Nothing teases nor sates the senses like food, says the true taste connoisseur.

We’re not some jet-setting gourmands in pursuit of the ultimate culinary experience but a man’s got to eat wherever he is, more so when he’s traveling. Traveling is hard work. It makes you hungry!

Indeed, the highlights of my travels must be food, glorious food! After a while, you’ll realize that most cities begin to look somewhat similar. A vineyard in Australia is not so different from the ones in Tuscany or Napa. Unless you’re really good at identifying plants and trees, you’ll probably find most forests uncannily identical. I had better stop here, before I annoy the purists. The point is, you may not recall the buildings and landmarks, but it's hard to forget the food. Eating truly involves all your senses!

“Tell me what you eat, and I’ll tell you who you are,” wrote renowned gastronome Jean Anthelme Brillat-Savarin in 1825.

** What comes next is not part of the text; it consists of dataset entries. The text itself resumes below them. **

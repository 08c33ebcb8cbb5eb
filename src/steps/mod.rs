//! Step definitions and the ordered registry.
//!
//! Steps are stateless singletons: all per-execution state lives in the
//! [`SagaContext`]. The registry order defines saga order and is
//! immutable after startup.

pub mod inventory;
pub mod payment;
pub mod shipping;

pub use inventory::InventoryReservation;
pub use payment::PaymentAuthorization;
pub use shipping::ShippingArrangement;

use std::sync::Arc;

use async_trait::async_trait;
use chrono::{DateTime, Utc};

use crate::clients::{CollaboratorError, Collaborators};
use crate::config::ValidityPolicy;
use crate::context::SagaContext;
use crate::model::StepData;

/// Classification of a stored step result at retry time.
#[derive(Debug, Clone, Copy, PartialEq, Eq)]
pub enum ResultValidity {
    /// External side effect still holds; the step may be skipped.
    Valid,
    /// The side effect could be refreshed, but re-planning treats this
    /// as the resume point.
    Refreshable,
    /// Inputs changed or the effect lapsed; the step must run again.
    MustReexecute,
}

/// A step refused to complete (or compensate).
#[derive(Debug, Clone, thiserror::Error)]
#[error("{code}: {message}")]
pub struct StepFailure {
    pub code: String,
    pub message: String,
}

impl StepFailure {
    pub fn new(code: impl Into<String>, message: impl Into<String>) -> Self {
        Self {
            code: code.into(),
            message: message.into(),
        }
    }
}

impl From<CollaboratorError> for StepFailure {
    fn from(error: CollaboratorError) -> Self {
        let message = match &error {
            CollaboratorError::Domain { message, .. } => message.clone(),
            other => other.to_string(),
        };
        Self {
            code: error.code().to_string(),
            message,
        }
    }
}

/// One remote business step with its paired compensation.
#[async_trait]
pub trait SagaStep: Send + Sync {
    /// Stable name, recorded on step rows and events.
    fn name(&self) -> &'static str;

    /// 1-based position in the saga.
    fn step_order(&self) -> u32;

    /// Run the step's side effect. Outputs are merged into the context
    /// by the executor and persisted as the step's opaque data.
    async fn execute(&self, ctx: &SagaContext) -> Result<StepData, StepFailure>;

    /// Reverse the step's side effect, reading identifiers from the
    /// context.
    async fn compensate(&self, ctx: &SagaContext) -> Result<(), StepFailure>;

    /// Classify a stored result from a prior execution.
    fn result_validity(
        &self,
        stored: &StepData,
        completed_at: DateTime<Utc>,
        ctx: &SagaContext,
        now: DateTime<Utc>,
    ) -> ResultValidity;

    /// Context keys that must be present before this step can be the
    /// resume point of a retry.
    fn required_context_keys(&self) -> &'static [&'static str] {
        &[]
    }
}

/// Errors raised while assembling a registry.
#[derive(Debug, thiserror::Error)]
pub enum RegistryError {
    #[error("registry has no steps")]
    Empty,

    #[error("step order must be dense from 1: expected {expected}, found {found} ({name})")]
    SparseOrder {
        expected: u32,
        found: u32,
        name: String,
    },

    #[error("duplicate step name: {0}")]
    DuplicateName(String),
}

/// Ordered, immutable list of step definitions.
pub struct StepRegistry {
    steps: Vec<Arc<dyn SagaStep>>,
}

impl std::fmt::Debug for StepRegistry {
    fn fmt(&self, f: &mut std::fmt::Formatter<'_>) -> std::fmt::Result {
        f.debug_struct("StepRegistry")
            .field("steps", &self.steps.iter().map(|s| s.name()).collect::<Vec<_>>())
            .finish()
    }
}

impl StepRegistry {
    /// Assemble a registry, validating that step orders are dense from 1
    /// and names are unique.
    pub fn new(mut steps: Vec<Arc<dyn SagaStep>>) -> Result<Self, RegistryError> {
        if steps.is_empty() {
            return Err(RegistryError::Empty);
        }
        steps.sort_by_key(|step| step.step_order());

        for (index, step) in steps.iter().enumerate() {
            let expected = index as u32 + 1;
            if step.step_order() != expected {
                return Err(RegistryError::SparseOrder {
                    expected,
                    found: step.step_order(),
                    name: step.name().to_string(),
                });
            }
            if steps[..index].iter().any(|prior| prior.name() == step.name()) {
                return Err(RegistryError::DuplicateName(step.name().to_string()));
            }
        }

        Ok(Self { steps })
    }

    /// The default three-step order saga wired against the given
    /// collaborators.
    pub fn standard(collaborators: &Collaborators, validity: &ValidityPolicy) -> Self {
        let steps: Vec<Arc<dyn SagaStep>> = vec![
            Arc::new(InventoryReservation::new(
                collaborators.inventory.clone(),
                validity.inventory_ttl(),
                validity.inventory_refresh_window(),
            )),
            Arc::new(PaymentAuthorization::new(
                collaborators.payment.clone(),
                validity.payment_ttl(),
            )),
            Arc::new(ShippingArrangement::new(
                collaborators.shipping.clone(),
                validity.shipping_ttl(),
            )),
        ];
        // The fixed set above is dense and unique by construction.
        Self { steps }
    }

    /// Steps in saga order.
    pub fn ordered_steps(&self) -> &[Arc<dyn SagaStep>] {
        &self.steps
    }

    pub fn len(&self) -> usize {
        self.steps.len()
    }

    pub fn is_empty(&self) -> bool {
        self.steps.is_empty()
    }

    /// Look a step up by its stable name.
    pub fn by_name(&self, name: &str) -> Option<&Arc<dyn SagaStep>> {
        self.steps.iter().find(|step| step.name() == name)
    }

    /// Step at a 0-based index.
    pub fn at_index(&self, index: usize) -> Option<&Arc<dyn SagaStep>> {
        self.steps.get(index)
    }
}

#[cfg(test)]
mod tests {
    use super::*;
    use crate::clients::mock::MockCollaborators;
    use crate::config::ValidityPolicy;
    use crate::model::StepData;

    struct FakeStep {
        name: &'static str,
        order: u32,
    }

    #[async_trait]
    impl SagaStep for FakeStep {
        fn name(&self) -> &'static str {
            self.name
        }

        fn step_order(&self) -> u32 {
            self.order
        }

        async fn execute(&self, _ctx: &SagaContext) -> Result<StepData, StepFailure> {
            Ok(StepData::new())
        }

        async fn compensate(&self, _ctx: &SagaContext) -> Result<(), StepFailure> {
            Ok(())
        }

        fn result_validity(
            &self,
            _stored: &StepData,
            _completed_at: DateTime<Utc>,
            _ctx: &SagaContext,
            _now: DateTime<Utc>,
        ) -> ResultValidity {
            ResultValidity::Valid
        }
    }

    #[test]
    fn test_standard_registry_order() {
        let mocks = MockCollaborators::new();
        let registry =
            StepRegistry::standard(&mocks.collaborators(), &ValidityPolicy::default());

        let names: Vec<&str> = registry.ordered_steps().iter().map(|s| s.name()).collect();
        assert_eq!(
            names,
            vec![
                "Inventory Reservation",
                "Payment Authorization",
                "Shipping Arrangement"
            ]
        );
        for (index, step) in registry.ordered_steps().iter().enumerate() {
            assert_eq!(step.step_order() as usize, index + 1);
        }
    }

    #[test]
    fn test_sparse_order_rejected() {
        let err = StepRegistry::new(vec![
            Arc::new(FakeStep {
                name: "first",
                order: 1,
            }),
            Arc::new(FakeStep {
                name: "third",
                order: 3,
            }),
        ])
        .unwrap_err();
        assert!(matches!(err, RegistryError::SparseOrder { found: 3, .. }));
    }

    #[test]
    fn test_duplicate_name_rejected() {
        let err = StepRegistry::new(vec![
            Arc::new(FakeStep {
                name: "dup",
                order: 1,
            }),
            Arc::new(FakeStep {
                name: "dup",
                order: 2,
            }),
        ])
        .unwrap_err();
        assert!(matches!(err, RegistryError::DuplicateName(_)));
    }

    #[test]
    fn test_collaborator_error_to_step_failure() {
        let failure: StepFailure =
            CollaboratorError::domain("PAYMENT_DECLINED", "card declined").into();
        assert_eq!(failure.code, "PAYMENT_DECLINED");
        assert_eq!(failure.message, "card declined");

        let transient: StepFailure =
            CollaboratorError::Transport("connection reset".to_string()).into();
        assert_eq!(transient.code, "TRANSIENT");
    }
}
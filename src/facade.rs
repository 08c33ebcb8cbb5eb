//! Embedded orchestrator facade.
//!
//! Wires the orchestration components together for in-process library
//! usage, with SQLite persistence by default.
//!
//! # Example
//!
//! ```ignore
//! use tandem::{Tandem, TandemConfig};
//!
//! let tandem = Tandem::builder(TandemConfig::in_memory())
//!     .with_collaborators(collaborators)
//!     .build()
//!     .await?;
//!
//! let result = tandem.submit_order(request).await?;
//! let timeline = tandem.history(order_id).await?;
//! ```

use std::sync::Arc;

use chrono::{DateTime, Utc};
use uuid::Uuid;

use crate::clients::http::http_collaborators;
use crate::clients::Collaborators;
use crate::compensation::CompensationOrchestrator;
use crate::config::SagaConfig;
use crate::executor::StepExecutor;
use crate::model::{OrderStatus, StepStatus};
use crate::orchestrator::{OrchestratorError, OrderRequest, SagaOrchestrator, SagaResult};
use crate::progress::{ProgressBus, ProgressStream};
use crate::retry::{Eligibility, RetryError, RetryPlanner, RetryRequest, SagaRetryResult};
use crate::steps::StepRegistry;
use crate::store::{SagaStore, SqliteSagaStore, StoreError};
use crate::timeline::{HistoryProjector, Timeline};

/// Configuration for a Tandem instance.
#[derive(Debug, Clone)]
pub struct TandemConfig {
    /// SQLite database path. Use `:memory:` for in-memory.
    pub database_path: String,
    /// Orchestration tunables.
    pub saga: SagaConfig,
}

impl TandemConfig {
    /// Create config for in-memory persistence (testing/embedded).
    pub fn in_memory() -> Self {
        Self {
            database_path: ":memory:".to_string(),
            saga: SagaConfig::default(),
        }
    }

    /// Create config with file-based persistence.
    pub fn with_database(path: impl Into<String>) -> Self {
        Self {
            database_path: path.into(),
            saga: SagaConfig::default(),
        }
    }
}

impl Default for TandemConfig {
    fn default() -> Self {
        Self::in_memory()
    }
}

/// Errors surfaced by the facade.
#[derive(Debug, thiserror::Error)]
pub enum TandemError {
    #[error("order not found: {0}")]
    OrderNotFound(Uuid),

    #[error(transparent)]
    Store(#[from] StoreError),

    #[error(transparent)]
    Orchestration(#[from] OrchestratorError),

    #[error(transparent)]
    Retry(#[from] RetryError),

    #[error("no collaborators available: call with_collaborators() or configure endpoints")]
    MissingCollaborators,
}

/// Builder for a Tandem instance.
pub struct TandemBuilder {
    config: TandemConfig,
    collaborators: Option<Collaborators>,
    store: Option<Arc<dyn SagaStore>>,
}

impl TandemBuilder {
    pub fn new(config: TandemConfig) -> Self {
        Self {
            config,
            collaborators: None,
            store: None,
        }
    }

    /// Supply the collaborator client set directly (tests use the
    /// in-memory mocks here).
    pub fn with_collaborators(mut self, collaborators: Collaborators) -> Self {
        self.collaborators = Some(collaborators);
        self
    }

    /// Supply a store instead of the default SQLite one.
    pub fn with_store(mut self, store: Arc<dyn SagaStore>) -> Self {
        self.store = Some(store);
        self
    }

    /// Build the Tandem instance.
    pub async fn build(self) -> Result<Tandem, TandemError> {
        let saga = self.config.saga.clone();

        let store = match self.store {
            Some(store) => store,
            None => Arc::new(SqliteSagaStore::connect(&self.config.database_path).await?)
                as Arc<dyn SagaStore>,
        };

        let collaborators = match self.collaborators {
            Some(collaborators) => collaborators,
            None => match &saga.collaborators {
                Some(endpoints) => http_collaborators(endpoints, &saga.step),
                None => return Err(TandemError::MissingCollaborators),
            },
        };

        let bus = Arc::new(ProgressBus::new(saga.progress.buffer_size));
        let registry = Arc::new(StepRegistry::standard(&collaborators, &saga.validity));
        let executor = StepExecutor::new(store.clone(), bus.clone(), saga.step.total_timeout());
        let compensation = CompensationOrchestrator::new(store.clone(), bus.clone());
        let orchestrator = Arc::new(SagaOrchestrator::new(
            store.clone(),
            registry.clone(),
            executor,
            compensation,
            bus.clone(),
        ));
        let retry = RetryPlanner::new(
            store.clone(),
            registry.clone(),
            orchestrator.clone(),
            saga.retry.clone(),
            saga.non_retryable_tokens.clone(),
        );
        let projector = HistoryProjector::new(store.clone());

        Ok(Tandem {
            store,
            bus,
            registry,
            orchestrator,
            retry,
            projector,
        })
    }
}

/// Per-step line of a status response.
#[derive(Debug, Clone)]
pub struct StepStatusView {
    pub name: String,
    pub order: u32,
    pub status: StepStatus,
    pub started_at: Option<DateTime<Utc>>,
    pub completed_at: Option<DateTime<Utc>>,
}

/// Point-in-time status of an order's saga.
#[derive(Debug, Clone)]
pub struct OrderStatusView {
    pub order_id: Uuid,
    pub overall_status: OrderStatus,
    pub current_step: Option<String>,
    pub steps: Vec<StepStatusView>,
    pub last_updated: DateTime<Utc>,
    pub trace_context: Option<String>,
}

/// Main orchestrator instance for library usage.
pub struct Tandem {
    store: Arc<dyn SagaStore>,
    bus: Arc<ProgressBus>,
    registry: Arc<StepRegistry>,
    orchestrator: Arc<SagaOrchestrator>,
    retry: RetryPlanner,
    projector: HistoryProjector,
}

impl std::fmt::Debug for Tandem {
    fn fmt(&self, f: &mut std::fmt::Formatter<'_>) -> std::fmt::Result {
        f.debug_struct("Tandem").finish_non_exhaustive()
    }
}

impl Tandem {
    /// Start building an instance with the given config.
    pub fn builder(config: TandemConfig) -> TandemBuilder {
        TandemBuilder::new(config)
    }

    /// Run the full saga for a new order.
    pub async fn submit_order(&self, request: OrderRequest) -> Result<SagaResult, TandemError> {
        Ok(self.orchestrator.execute(request).await?)
    }

    /// Point-in-time view of an order's saga progress.
    pub async fn status(&self, order_id: Uuid) -> Result<OrderStatusView, TandemError> {
        let order = self
            .store
            .get_order(order_id)
            .await?
            .ok_or(TandemError::OrderNotFound(order_id))?;

        let execution = self.store.latest_execution(order_id).await?;
        let (steps, current_step, trace_context) = match &execution {
            Some(execution) => {
                let steps: Vec<StepStatusView> = self
                    .store
                    .step_results(execution.id)
                    .await?
                    .into_iter()
                    .map(|row| StepStatusView {
                        name: row.step_name,
                        order: row.step_order,
                        status: row.status,
                        started_at: row.started_at,
                        completed_at: row.completed_at,
                    })
                    .collect();
                let current_step = if execution.status.is_terminal() {
                    None
                } else {
                    self.registry
                        .at_index(execution.current_step_index as usize)
                        .map(|step| step.name().to_string())
                };
                (steps, current_step, Some(execution.correlation_id.clone()))
            }
            None => (Vec::new(), None, None),
        };

        Ok(OrderStatusView {
            order_id,
            overall_status: order.status,
            current_step,
            steps,
            last_updated: order.updated_at,
            trace_context,
        })
    }

    /// Live stream of progress events until a terminal marker.
    pub fn stream_status(&self, order_id: Uuid) -> ProgressStream {
        self.bus.subscribe(order_id)
    }

    /// Rendered timeline of everything that happened to an order.
    pub async fn history(&self, order_id: Uuid) -> Result<Timeline, TandemError> {
        if self.store.get_order(order_id).await?.is_none() {
            return Err(TandemError::OrderNotFound(order_id));
        }
        Ok(self.projector.timeline(order_id).await?)
    }

    /// Whether (and how) a failed order may be retried.
    pub async fn check_retry_eligibility(
        &self,
        order_id: Uuid,
    ) -> Result<Eligibility, TandemError> {
        Ok(self.retry.check_eligibility(order_id).await?)
    }

    /// Retry a failed order from its resume point.
    pub async fn retry_order(
        &self,
        order_id: Uuid,
        request: RetryRequest,
    ) -> Result<SagaRetryResult, TandemError> {
        Ok(self.retry.execute_retry(order_id, request).await?)
    }
}

#[cfg(test)]
mod tests {
    use super::*;
    use crate::clients::mock::MockCollaborators;
    use crate::model::Address;
    use crate::orchestrator::NewOrderItem;

    fn request() -> OrderRequest {
        OrderRequest {
            customer_id: Uuid::new_v4(),
            items: vec![NewOrderItem {
                product_id: Uuid::new_v4(),
                product_name: "Widget".to_string(),
                quantity: 2,
                unit_price_cents: 2_999,
            }],
            payment_method_id: "valid-card".to_string(),
            shipping_address: Address {
                street: "123 Main St".to_string(),
                city: "Springfield".to_string(),
                state: "IL".to_string(),
                postal_code: "62701".to_string(),
                country: "US".to_string(),
            },
        }
    }

    #[tokio::test]
    async fn test_build_requires_collaborators() {
        let err = Tandem::builder(TandemConfig::in_memory())
            .build()
            .await
            .unwrap_err();
        assert!(matches!(err, TandemError::MissingCollaborators));
    }

    #[tokio::test]
    async fn test_submit_status_history_round_trip() {
        let mocks = MockCollaborators::new();
        let tandem = Tandem::builder(TandemConfig::in_memory())
            .with_collaborators(mocks.collaborators())
            .build()
            .await
            .unwrap();

        let result = tandem.submit_order(request()).await.unwrap();
        let SagaResult::Success { order_id, .. } = result else {
            panic!("expected success");
        };

        let status = tandem.status(order_id).await.unwrap();
        assert_eq!(status.overall_status, OrderStatus::Completed);
        assert_eq!(status.steps.len(), 3);
        assert!(status.current_step.is_none());
        assert!(status.trace_context.is_some());

        let timeline = tandem.history(order_id).await.unwrap();
        assert!(!timeline.entries.is_empty());
        assert_eq!(timeline.entries.last().unwrap().title, "Order confirmed");
    }

    #[tokio::test]
    async fn test_status_for_unknown_order() {
        let mocks = MockCollaborators::new();
        let tandem = Tandem::builder(TandemConfig::in_memory())
            .with_collaborators(mocks.collaborators())
            .build()
            .await
            .unwrap();

        let err = tandem.status(Uuid::new_v4()).await.unwrap_err();
        assert!(matches!(err, TandemError::OrderNotFound(_)));
    }
}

Well said! Though I try to eat like the locals during my travels, there’re some things that I find hard to swallow. Like, I would never eat the Filipino Balut which is a fertilized egg that is incubated until a duckling develops, and then soft-boiled and eaten.

I’ll gamely eat Japanese delicacies like the uni (raw sea urchin roe), or fugu (blowfish, which has an organ containing a toxin so deadly that only specially licensed chefs are allowed to prepare it). I swoon over durian, my favourite fruit which has such a distinctive odor that foreigners say smells like sewer.

I wouldn’t eat bugs like crickets or grasshoppers though. Grubs gross me out too. Being the more adventurous eater, CH ate some grubs in Korea while I was away at a meeting. He said they’re nice and nutty. Eww!
Asian food in Darwin, the Australian city with a huge Asian population.
An outdoor BBQ in Melbourne, truly Aussie style.
Eating hot dumplings with the locals in Shanghai.
Buying snacks in Shanghai.
Learning how to make good pasta in Italy.
The famous Korean ginseng chicken soup.
Piping hot ginseng chicken soup coming up!
Banquet fit for a king. The whole table is just laden with food!
Kimchi and garnishings for a perfect Korean meal.
Come, eat with me! Slurping up noodles at a roadside stall.

3 comments:

Anonymous said...

All THAT food is making me really hungry!! Stop that! I really like Korean ginseng chicken...I was there on business for a week and ate it THREE times!

Blur Ting said...

Ha ha, I LOVE ginseng chicken too!

Don Thieme said...

Why is it that we rarely see Korean restaurants serving traditional Korean food? It seems as interesting to me as other Asian cuisines like Thai or Vietnamese.